**Task instructions:** Of all the lines below, return only those starting with the line holding "let naive = date.and_hms_opt(hour, min, sec).unwrap_or_else(||" and going on through the line holding "let before_gap = tz", exactly as written.

**Dataset records:**

//! Business time zone helpers
//!
//! Every calendar computation (statistics buckets, range filters) goes through
//! these functions; the rest of the crate only handles `i64` Unix millis.

use chrono::{DateTime, Datelike, LocalResult, NaiveDate, NaiveTime, Offset, TimeDelta, TimeZone};
use chrono_tz::Tz;

use super::{AppError, AppResult};

/// Millis → local date-time in the business time zone
pub fn local_datetime(millis: i64, tz: Tz) -> Option<DateTime<Tz>> {
    DateTime::from_timestamp_millis(millis).map(|dt| dt.with_timezone(&tz))
}

/// Current time in Unix millis
pub fn now_millis() -> i64 {
    chrono::Utc::now().timestamp_millis()
}

/// Date + hour/min/sec → Unix millis (business time zone)
///
/// A wall time inside a DST gap is read with the offset in effect before the
/// gap, which lands on the first instant after the transition.
pub fn date_hms_to_millis(date: NaiveDate, hour: u32, min: u32, sec: u32, tz: Tz) -> i64 {
    let naive = date.and_hms_opt(hour, min, sec).unwrap_or_else(|| date.and_time(NaiveTime::MIN));
    match naive.and_local_timezone(tz) {
        LocalResult::Single(dt) | LocalResult::Ambiguous(dt, _) => dt.timestamp_millis(),
        LocalResult::None => {
            let before_gap = tz
                .offset_from_local_datetime(&(naive - TimeDelta::hours(24)))
                .earliest()
                .map(|offset| offset.fix().local_minus_utc())
                .unwrap_or(0);
            naive.and_utc().timestamp_millis() - i64::from(before_gap) * 1000
        }
    }
}

/// Local midnight of `date` → Unix millis
pub fn day_start_millis(date: NaiveDate, tz: Tz) -> i64 {
    date_hms_to_millis(date, 0, 0, 0, tz)
}

/// First day of the month
pub fn month_start(year: i32, month: u32) -> AppResult<NaiveDate> {
    NaiveDate::from_ymd_opt(year, month, 1)
        .ok_or_else(|| AppError::validation(format!("Invalid month: {}-{}", year, month)))
}

/// First day of the following month
pub fn next_month_start(year: i32, month: u32) -> AppResult<NaiveDate> {
    let (y, m) = if month == 12 { (year + 1, 1) } else { (year, month + 1) };
    month_start(y, m)
}

/// Number of days in the month
pub fn days_in_month(year: i32, month: u32) -> AppResult<u32> {
    let start = month_start(year, month)?;
    let next = next_month_start(year, month)?;
    Ok((next - start).num_days() as u32)
}

/// Year/month of `millis` in the business time zone
pub fn year_month_of(millis: i64, tz: Tz) -> Option<(i32, u32)> {
    local_datetime(millis, tz).map(|dt| (dt.year(), dt.month()))
}

#[cfg(test)]
mod tests {
    use super::*;
    use chrono::Timelike;

    #[test]
    fn test_days_in_month() {
        assert_eq!(days_in_month(2024, 2).unwrap(), 29);
        assert_eq!(days_in_month(2023, 2).unwrap(), 28);
        assert_eq!(days_in_month(2024, 12).unwrap(), 31);
        assert!(days_in_month(2024, 13).is_err());
    }

    #[test]
    fn test_day_start_in_zone() {
        let date = NaiveDate::from_ymd_opt(2024, 1, 1).unwrap();
        assert_eq!(day_start_millis(date, Tz::UTC), 1_704_067_200_000);
        // Madrid is UTC+1 in winter
        assert_eq!(
            day_start_millis(date, chrono_tz::Europe::Madrid),
            1_704_067_200_000 - 3_600_000
        );
    }

    #[test]
    fn test_year_month_of_respects_zone() {
        // 2024-01-31T23:30:00Z is already February in Madrid
        let millis = 1_706_743_800_000;
        assert_eq!(year_month_of(millis, Tz::UTC), Some((2024, 1)));
        assert_eq!(year_month_of(millis, chrono_tz::Europe::Madrid), Some((2024, 2)));
    }

    #[test]
    fn test_midnight_in_dst_gap_moves_forward() {
        // Santiago skips 2022-09-11 00:00..01:00; the day starts at 01:00 -03
        let tz = chrono_tz::America::Santiago;
        let date = NaiveDate::from_ymd_opt(2022, 9, 11).unwrap();
        assert_eq!(day_start_millis(date, tz), 1_662_868_800_000);

        let start = local_datetime(day_start_millis(date, tz), tz).unwrap();
        assert_eq!(start.date_naive(), date);
        assert_eq!(start.hour(), 1);

        // Instants after the gap are unaffected
        assert_eq!(date_hms_to_millis(date, 2, 0, 0, tz), 1_662_872_400_000);
    }
}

**Answer to the exercise:**
    let naive = date.and_hms_opt(hour, min, sec).unwrap_or_else(|| date.and_time(NaiveTime::MIN));
    match naive.and_local_timezone(tz) {
        LocalResult::Single(dt) | LocalResult::Ambiguous(dt, _) => dt.timestamp_millis(),
        LocalResult::None => {
            let before_gap = tz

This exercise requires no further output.